• [DESCRIPTION OF THE TASK]: Would you show every line from the records that holds "Result"?

%%

use std::io::{self, Read, Write};
use std::sync::atomic::{AtomicBool, AtomicU64, Ordering};
use std::sync::{Arc, Mutex};
use std::thread::{self, JoinHandle};
use std::time::{Duration, Instant};
use serialport::SerialPort;
use tracing::{debug, info, warn};
use crate::error::{RelayError, Result};

const RX_CHUNK: usize = 4096;
const RX_ERROR_PAUSE: Duration = Duration::from_millis(200);
const RX_JOIN_TIMEOUT: Duration = Duration::from_secs(1);
const WRITE_TIMEOUT: Duration = Duration::from_millis(500);

/// Called on the receive worker with every chunk read from the port.
pub type RxCallback = Box<dyn Fn(&[u8]) + Send>;

/// Outgoing side of the correction relay.
pub trait Uplink: Send + Sync {
    fn send(&self, data: &[u8]) -> Result<()>;
}

struct RxWorker {
    stop: Arc<AtomicBool>,
    handle: JoinHandle<()>,
}

/// Duplex serial link to the radio.
///
/// Writes go through a mutex-guarded handle. An optional worker thread polls the
/// port for bytes from a local base station without ever blocking on a read.
pub struct SerialChannel {
    port: String,
    baud: u32,
    poll_interval: Duration,
    writer: Mutex<Option<Box<dyn SerialPort>>>,
    rx: Mutex<Option<RxWorker>>,
    bytes_sent: AtomicU64,
    bytes_received: Arc<AtomicU64>,
}

impl SerialChannel {
    pub fn new(port: &str, baud: u32) -> Self {
        SerialChannel {
            port: port.to_string(),
            baud,
            poll_interval: Duration::from_millis(20),
            writer: Mutex::new(None),
            rx: Mutex::new(None),
            bytes_sent: AtomicU64::new(0),
            bytes_received: Arc::new(AtomicU64::new(0)),
        }
    }

    pub fn port(&self) -> &str {
        &self.port
    }

    pub fn is_open(&self) -> bool {
        self.writer.lock().unwrap_or_else(|e| e.into_inner()).is_some()
    }

    pub fn bytes_sent(&self) -> u64 {
        self.bytes_sent.load(Ordering::Relaxed)
    }

    pub fn bytes_received(&self) -> u64 {
        self.bytes_received.load(Ordering::Relaxed)
    }

    /// Opens the port; starts the receive worker when `on_rx` is given. No-op if already open.
    pub fn open(&self, on_rx: Option<RxCallback>) -> Result<()> {
        let mut writer = self.writer.lock().unwrap_or_else(|e| e.into_inner());
        if writer.is_some() {
            return Ok(());
        }
        let unavailable = |source: serialport::Error| RelayError::PortUnavailable {
            port: self.port.clone(),
            source,
        };
        let port = serialport::new(&self.port, self.baud)
            .timeout(WRITE_TIMEOUT)
            .open()
            .map_err(unavailable)?;

        if let Some(on_rx) = on_rx {
            let reader = port.try_clone().map_err(unavailable)?;
            let stop = Arc::new(AtomicBool::new(false));
            let received = self.bytes_received.clone();
            let poll = self.poll_interval;
            let handle = thread::Builder::new()
                .name("serial-rx".into())
                .spawn({
                    let stop = stop.clone();
                    move || rx_loop(reader, on_rx, stop, received, poll)
                })?;
            *self.rx.lock().unwrap_or_else(|e| e.into_inner()) = Some(RxWorker { stop, handle });
        }

        *writer = Some(port);
        info!("serial port opened: {} @ {}", self.port, self.baud);
        Ok(())
    }

    /// Writes every byte of `data`.
    pub fn send(&self, data: &[u8]) -> Result<()> {
        let mut writer = self.writer.lock().unwrap_or_else(|e| e.into_inner());
        let port = writer
            .as_mut()
            .ok_or_else(|| RelayError::NotOpen(self.port.clone()))?;
        port.write_all(data).map_err(RelayError::Write)?;
        self.bytes_sent.fetch_add(data.len() as u64, Ordering::Relaxed);
        Ok(())
    }

    /// Stops the receive worker and releases the port. Safe to call repeatedly.
    pub fn close(&self) {
        let worker = self.rx.lock().unwrap_or_else(|e| e.into_inner()).take();
        if let Some(worker) = worker {
            worker.stop.store(true, Ordering::Relaxed);
            join_bounded(worker.handle, RX_JOIN_TIMEOUT);
        }
        if self.writer.lock().unwrap_or_else(|e| e.into_inner()).take().is_some() {
            info!("serial port closed: {}", self.port);
        }
    }
}

impl Uplink for SerialChannel {
    fn send(&self, data: &[u8]) -> Result<()> {
        SerialChannel::send(self, data)
    }
}

impl Drop for SerialChannel {
    fn drop(&mut self) {
        self.close();
    }
}

fn rx_loop(
    mut port: Box<dyn SerialPort>,
    on_rx: RxCallback,
    stop: Arc<AtomicBool>,
    received: Arc<AtomicU64>,
    poll: Duration,
) {
    let mut buf = vec![0u8; RX_CHUNK];
    while !stop.load(Ordering::Relaxed) {
        let available = match port.bytes_to_read() {
            Ok(n) => n as usize,
            Err(e) => {
                warn!("serial poll error: {}", e);
                thread::sleep(RX_ERROR_PAUSE);
                continue;
            }
        };
        if available == 0 {
            thread::sleep(poll);
            continue;
        }
        match port.read(&mut buf[..available.min(RX_CHUNK)]) {
            Ok(0) => thread::sleep(poll),
            Ok(n) => {
                received.fetch_add(n as u64, Ordering::Relaxed);
                on_rx(&buf[..n]);
            }
            Err(e) if e.kind() == io::ErrorKind::TimedOut => {}
            Err(e) => {
                warn!("serial read error: {}", e);
                thread::sleep(RX_ERROR_PAUSE);
            }
        }
    }
    debug!("serial receive worker exited");
}

/// Joins `handle` if it finishes within `limit`; otherwise leaves it detached.
fn join_bounded(handle: JoinHandle<()>, limit: Duration) {
    let deadline = Instant::now() + limit;
    while !handle.is_finished() {
        if Instant::now() >= deadline {
            warn!("serial receive worker did not stop in time");
            return;
        }
        thread::sleep(Duration::from_millis(10));
    }
    let _ = handle.join();
}
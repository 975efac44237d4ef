use chrono::NaiveTime;
use crate::basic::time::{time2nmea, utc_now};
use crate::basic::var::GeoPos;
use crate::error::{RelayError, Result};

/// Quality fields reported in the keep-alive GGA.
#[derive(Debug, Clone, Copy, PartialEq)]
pub struct GgaOpt {
    /// 4 = RTK fixed, tells the caster we want high quality corrections
    pub quality: u8,
    pub nsat: u8,
    pub hdop: f64,
    pub geoid_sep: f64,
}

impl Default for GgaOpt {
    fn default() -> Self {
        GgaOpt {
            quality: 4,
            nsat: 12,
            hdop: 0.8,
            geoid_sep: 0.0,
        }
    }
}

/// XOR of every byte between `$` and `*`.
pub fn checksum(body: &[u8]) -> u8 {
    body.iter().fold(0, |sum, it| sum ^ it)
}

/// Degrees to NMEA `(d)ddmm.mmmm,H`, `deg_width` being 2 for latitude and 3 for longitude.
fn deg2nmea(deg: f64, deg_width: usize, pos: char, neg: char) -> String {
    let hemi = if deg >= 0.0 { pos } else { neg };
    // work in 1e-4 minutes so rounding never yields a 60.0000 minute field
    let total = (deg.abs() * 60.0 * 1e4).round() as u64;
    let d = total / 600_000;
    let m = total % 600_000;
    format!(
        "{:0width$}{:02}.{:04},{}",
        d,
        m / 10_000,
        m % 10_000,
        hemi,
        width = deg_width
    )
}

/// Builds a `$GPGGA` sentence for `pos` stamped with `time`.
pub fn encode(pos: &GeoPos, opt: &GgaOpt, time: NaiveTime) -> Result<Vec<u8>> {
    if !pos.lat.is_finite() || pos.lat.abs() > 90.0 {
        return Err(RelayError::InvalidInput(format!("latitude {}", pos.lat)));
    }
    if !pos.lon.is_finite() || pos.lon.abs() > 180.0 {
        return Err(RelayError::InvalidInput(format!("longitude {}", pos.lon)));
    }
    if !pos.alt.is_finite() {
        return Err(RelayError::InvalidInput(format!("altitude {}", pos.alt)));
    }

    // age of corrections and differential station id left empty
    let body = format!(
        "GPGGA,{},{},{},{},{:02},{:.1},{:.2},M,{:.1},M,,",
        time2nmea(time),
        deg2nmea(pos.lat, 2, 'N', 'S'),
        deg2nmea(pos.lon, 3, 'E', 'W'),
        opt.quality,
        opt.nsat,
        opt.hdop,
        pos.alt,
        opt.geoid_sep
    );
    let cs = checksum(body.as_bytes());
    Ok(format!("${}*{:02X}\r\n", body, cs).into_bytes())
}

/// Default-quality GGA stamped with the current UTC time.
pub fn build_gga(pos: &GeoPos) -> Result<Vec<u8>> {
    encode(pos, &GgaOpt::default(), utc_now())
}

%%

• [EXPECTED OUTPUT]:
use crate::error::{RelayError, Result};
    fn send(&self, data: &[u8]) -> Result<()>;
    pub fn open(&self, on_rx: Option<RxCallback>) -> Result<()> {
    pub fn send(&self, data: &[u8]) -> Result<()> {
    fn send(&self, data: &[u8]) -> Result<()> {
use crate::error::{RelayError, Result};
pub fn encode(pos: &GeoPos, opt: &GgaOpt, time: NaiveTime) -> Result<Vec<u8>> {
pub fn build_gga(pos: &GeoPos) -> Result<Vec<u8>> {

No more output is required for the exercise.